Não obstante, os anos que separam os governos de F H Cardoso do atual Governo da Presidenta Dilma Rousseff, o paradigma de sucateamento da educação superior, redução do Estado e da precarização dos serviços prestados pelo Estado perpetua-se, senão nas práticas privatistas do Estado, mas, principalmente, pela adoção dos princípios paradigmáticos que orientaram as reformas do MARE do Bresser e do MEC de Paulo Renato de Souza e que, hoje, estão presentes no imaginário da democratização presente no atual olhar do MEC, do Janine Ribeiro, e do MPOG de Nelson Barbosa. Haja vista, que na contramão das conquistas contrárias ao previsto na PL 4330, que trata da terceirização, onde, se busca estabelecer o impedimento à terceirização de prestação de serviços fins, o julgamento da inconstitucionalidade da Lei 9.637/98, que dispõe sobre a qualificação de entidades privadas como organizações sociais e a criação do Programa Nacional de Publicização, foi indeferido pelo Supremo Tribunal Federal. “Surpreendentemente”, o STF decidiu, após 15 anos, que as denominadas organizações sociais, teriam a validade da prestação de serviços públicos de ensino, pesquisa científica, desenvolvimento tecnológico, proteção e preservação ao meio ambiente, cultura e saúde.
Nestes amargos anos 90, Marilena Chauí, citando Michel Freitag (Le naufrage de l’université, 1996), nos chama a atenção para o caráter distintivo, entre a universidade como organização social e aquela denominada de instituição social. A primeira tem caráter instrumental, está focada em esquemas de gestão para obtenção de objetivo particular e, está orientada pelos conceitos de eficácia e eficiência dos meios para se alcançar os objetivos; é regida pelo planejamento, previsão, controle e êxito e, não lhe cabe questionar a sua existência ou função, nem o papel que desempenha na luta de classes. A segunda, aquela que nos apraz, é percebida como instituição social, tem a universalidade como princípio e a sociedade como interlocutora, realça a autonomia e a capacidade criativa e crítica de observar e propor à sociedade alternativas de superação das crises. Promotora de debates sobre sua existência e função, desempenha o papel emancipatório na luta de classes.

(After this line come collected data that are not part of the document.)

// Copyright (C) 2026 Fred Clausen
// Use of this source code is governed by an MIT-style
// license that can be found in the LICENSE file or at
// https://opensource.org/licenses/MIT.

//! Attachment folders of a conference or one of its contributions.
//!
//! Folders are listed when visible to the caller; their attachments are
//! only included when the caller may also access the folder.

use confreview::Command;
use confreview_domain::{
    Attachment, AttachmentFolder, Conference, LinkedObject, ProtectionMode, UserId,
};
use serde_json::{Value, json};

use crate::dispatch::HandlerContext;
use crate::error::ServiceError;
use crate::params::ParamError;

fn linked_object(ctx: &HandlerContext<'_>) -> LinkedObject {
    ctx.contribution
        .clone()
        .map_or(LinkedObject::Conference, LinkedObject::Contribution)
}

const fn protection_name(protection: ProtectionMode) -> &'static str {
    match protection {
        ProtectionMode::Inheriting => "inheriting",
        ProtectionMode::Public => "public",
        ProtectionMode::Protected => "protected",
    }
}

fn parse_protection(ctx: &HandlerContext<'_>) -> Result<ProtectionMode, ServiceError> {
    let Some(raw) = ctx.params.optional_str("protection")? else {
        return Ok(ProtectionMode::Inheriting);
    };
    match raw.trim().to_lowercase().as_str() {
        "inheriting" => Ok(ProtectionMode::Inheriting),
        "public" => Ok(ProtectionMode::Public),
        "protected" => Ok(ProtectionMode::Protected),
        _ => Err(ParamError::WrongShape {
            field: String::from("protection"),
            expected: "one of inheriting, public or protected",
        }
        .into()),
    }
}

fn attachment_json(attachment: &Attachment) -> Value {
    json!({
        "id": attachment.id,
        "title": attachment.title,
        "description": attachment.description,
        "link": attachment.link_url,
    })
}

fn folder_json(folder: &AttachmentFolder, with_attachments: bool) -> Value {
    let attachments: Vec<Value> = if with_attachments {
        folder.attachments().iter().map(attachment_json).collect()
    } else {
        Vec::new()
    };
    json!({
        "id": folder.id,
        "title": folder.display_title(),
        "description": folder.description,
        "isDefault": folder.is_default,
        "protection": protection_name(folder.protection),
        "attachments": attachments,
    })
}

/// Lists the folders of the conference, or of `contribution` if given, that
/// the caller may see.
///
/// # Errors
///
/// Does not fail once the request has been resolved.
pub fn list_folders(ctx: &mut HandlerContext<'_>) -> Result<Value, ServiceError> {
    let link: LinkedObject = linked_object(ctx);
    let user: Option<&UserId> = Some(&ctx.actor.id);
    let conference: &Conference = ctx.current();
    let parent_access: bool = conference.parent_access(&link, user);

    let folders: Vec<Value> = conference
        .folders
        .folders_for(&link)
        .into_iter()
        .filter(|f| f.can_view(user, parent_access))
        .map(|f| folder_json(f, f.can_access(user, parent_access)))
        .collect();
    Ok(Value::Array(folders))
}

/// Creates a titled folder and answers with its id.
///
/// # Errors
///
/// Returns `ERR-ATT3` for a blank title and `ERR-ATT1` if the folder
/// violates a folder constraint.
pub fn create_folder(ctx: &mut HandlerContext<'_>) -> Result<Value, ServiceError> {
    let link: LinkedObject = linked_object(ctx);
    let title: String = ctx.params.required_str("title")?.to_string();
    let description: String = ctx
        .params
        .optional_str("description")?
        .unwrap_or_default()
        .to_string();
    let protection: ProtectionMode = parse_protection(ctx)?;
    let is_always_visible: bool = if ctx.params.has("alwaysVisible") {
        ctx.params.required_bool("alwaysVisible")?
    } else {
        true
    };

    let conference: &Conference = ctx.apply(Command::CreateFolder {
        link,
        title,
        description,
        protection,
        is_always_visible,
    })?;
    Ok(json!({ "id": conference.folders.last_folder_id() }))
}

/// Adds a link attachment to `folder` and answers with its id.
///
/// Without a `folder` the attachment goes to the default folder of the
/// conference or contribution, which is created on first use.
///
/// # Errors
///
/// Returns `ERR-ATT2` if the folder does not exist and `ERR-ATT3` for a
/// blank title.
pub fn add_attachment(ctx: &mut HandlerContext<'_>) -> Result<Value, ServiceError> {
    let link: LinkedObject = linked_object(ctx);
    let folder_id: Option<u64> = if ctx.params.has("folder") {
        let raw_folder: i64 = ctx.params.required_i64("folder")?;
        let id: u64 = u64::try_from(raw_folder).map_err(|_| ParamError::WrongShape {
            field: String::from("folder"),
            expected: "a folder id",
        })?;
        Some(id)
    } else {
        None
    };
    let title: String = ctx.params.required_str("title")?.to_string();
    let link_url: String = ctx.params.required_str("link")?.to_string();

    let conference: &Conference = ctx.apply(Command::AddAttachment {
        link,
        folder_id,
        title,
        link_url,
    })?;
    Ok(json!({ "id": conference.folders.last_attachment_id() }))
}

Mas, diante da crise, e acuada entre ajustes fiscais e reordenamento dos investimentos em serviços essenciais à sociedade, o governo da Pátria Educadora!, rompe com a mágica que alimentava os sonhos e os olhares de jovens docentes e, de uma parcela significativa de jovens estudantes, indivíduos estatisticamente e historicamente excluídos da educação superior.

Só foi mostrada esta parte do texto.